Hi All
This is probably not news to protein expression nerds but I was looking for a reference for IMAC purification of low abundance proteins and learned something that I hadn’t seen data for before.
We had some low abundance proteins that weren’t giving good purity from IMAC purification because endogenous protein was binding, which we’ve now resolved by changing expression vector. Fundamentally, you should initially focus on getting high expression yields because the competition effect with endogenous protein is real for a given fixed volume of lysate with low vs high expression levels of your target protein BUT what I learned from this paper was that high volumes of lysate strip the column due to metal chelators.

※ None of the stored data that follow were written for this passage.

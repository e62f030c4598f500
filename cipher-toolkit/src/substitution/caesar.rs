//! Shift (Caesar) cipher

use crate::error::{CipherError, Result};
use crate::text;

fn parse_shift(key: &str) -> Result<i64> {
    key.trim().parse::<i64>().map_err(|_| {
        CipherError::InvalidKeyFormat("key must be a number for the Caesar cipher".to_string())
    })
}

fn shift_text(content: &str, shift: i64) -> String {
    content.chars().map(|c| text::shift_letter(c, shift)).collect()
}

/// Encrypts text using the shift cipher.
///
/// # Arguments
///
/// * `content` - The plaintext to encrypt
/// * `key` - Any decimal `i64`; only `key mod 26` matters
///
/// # Returns
///
/// The text with every ASCII letter shifted forward, case and non-letters preserved
pub fn encrypt(content: &str, key: &str) -> Result<String> {
    let shift = parse_shift(key)?.rem_euclid(26);
    Ok(shift_text(content, shift))
}

/// Decrypts text encrypted with [`encrypt`] under the same key.
pub fn decrypt(content: &str, key: &str) -> Result<String> {
    // reduced before negating so i64::MIN cannot overflow
    let shift = parse_shift(key)?.rem_euclid(26);
    Ok(shift_text(content, -shift))
}

#[cfg(test)]
mod tests {
    use super::*;

    #[test]
    fn test_known_vector() {
        assert_eq!(encrypt("HELLO WORLD", "3").unwrap(), "KHOOR ZRUOG");
        assert_eq!(decrypt("KHOOR ZRUOG", "3").unwrap(), "HELLO WORLD");
    }

    #[test]
    fn test_negative_and_large_shifts() {
        assert_eq!(encrypt("abc", "-1").unwrap(), "zab");
        assert_eq!(encrypt("abc", "27").unwrap(), "bcd");
        assert_eq!(encrypt("Hello", " 29 ").unwrap(), encrypt("Hello", "3").unwrap());
    }

    #[test]
    fn test_round_trip_keeps_punctuation() {
        let plaintext = "Attack at dawn, 5 o'clock!";
        let ciphertext = encrypt(plaintext, "13").unwrap();
        assert_eq!(decrypt(&ciphertext, "13").unwrap(), plaintext);
    }

    #[test]
    fn test_round_trip_with_extreme_keys() {
        let plaintext = "Hello, World";
        for key in ["-9223372036854775808", "9223372036854775807"] {
            let ciphertext = encrypt(plaintext, key).unwrap();
            assert_eq!(decrypt(&ciphertext, key).unwrap(), plaintext, "key {key}");
        }
        // i64::MIN = 18 (mod 26)
        assert_eq!(decrypt("HELLO", "-9223372036854775808").unwrap(), decrypt("HELLO", "18").unwrap());
    }

    #[test]
    fn test_non_numeric_key() {
        assert!(matches!(
            encrypt("hello", "three"),
            Err(CipherError::InvalidKeyFormat(_))
        ));
    }
}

So if your approach to low expression is to scale up culture size, you can actually get worse yields as you try to put more volume through the column and they have some nice data to show this.
If you’ve exhausted options to increase expression that don’t involve scaling up expression volume and you’re finding that you’re not getting good yields from your IMAC columns, consider following the protocols in this paper!
Magnusdottir, Audur, et al. “Enabling IMAC purification of low abundance recombinant proteins from E. coli lysates.” Nature methods 6.7 (2009): 477-478.
the underlying cause for the reduced target protein binding is not the result of native E. coli proteins competing with the His-tagged protein for the immobilized nickel-ion binding sites. We determined the amount of nickel present on the different columns before and after sample load and found that the decrease in binding capacity correlated with loss of immobilized nickel ions from the column
IMAC is very sensitive to the presence of metal chelators1, and the E. coli lysate contains many unspecific weak chelators such as dicarboxylic acids from the citric acid cycle. Under stress conditions, E. coli can also produce highly specific metal chelators, metallophores5. We speculated that such metallophores, if produced, would be mainly associated with the periplasmic space of E. coli but not with the cytosol… By removing the periplasmic material before cell lysis [JM note: via osmotic shock] and loading the lysate on IMAC columns, we observed a tenfold increase in yield of His6-GFP when it was diluted with E. coli lysate before purification to simulate a low-abundance protein
Although a considerable fraction of recalcitrant proteins will still need customized production, our findings show that it will be possible to increase the yield for many His-tagged proteins and enable IMAC purification for very low-abundance proteins. We believe that our method could greatly increase the number of recombinant proteins available for biochemical investigations. In addition, by removing the periplasmic material, a substantial scale-down of the whole purification setup, including column sizes and buffer volumes and so forth, may be possible without any loss of final yield or purity.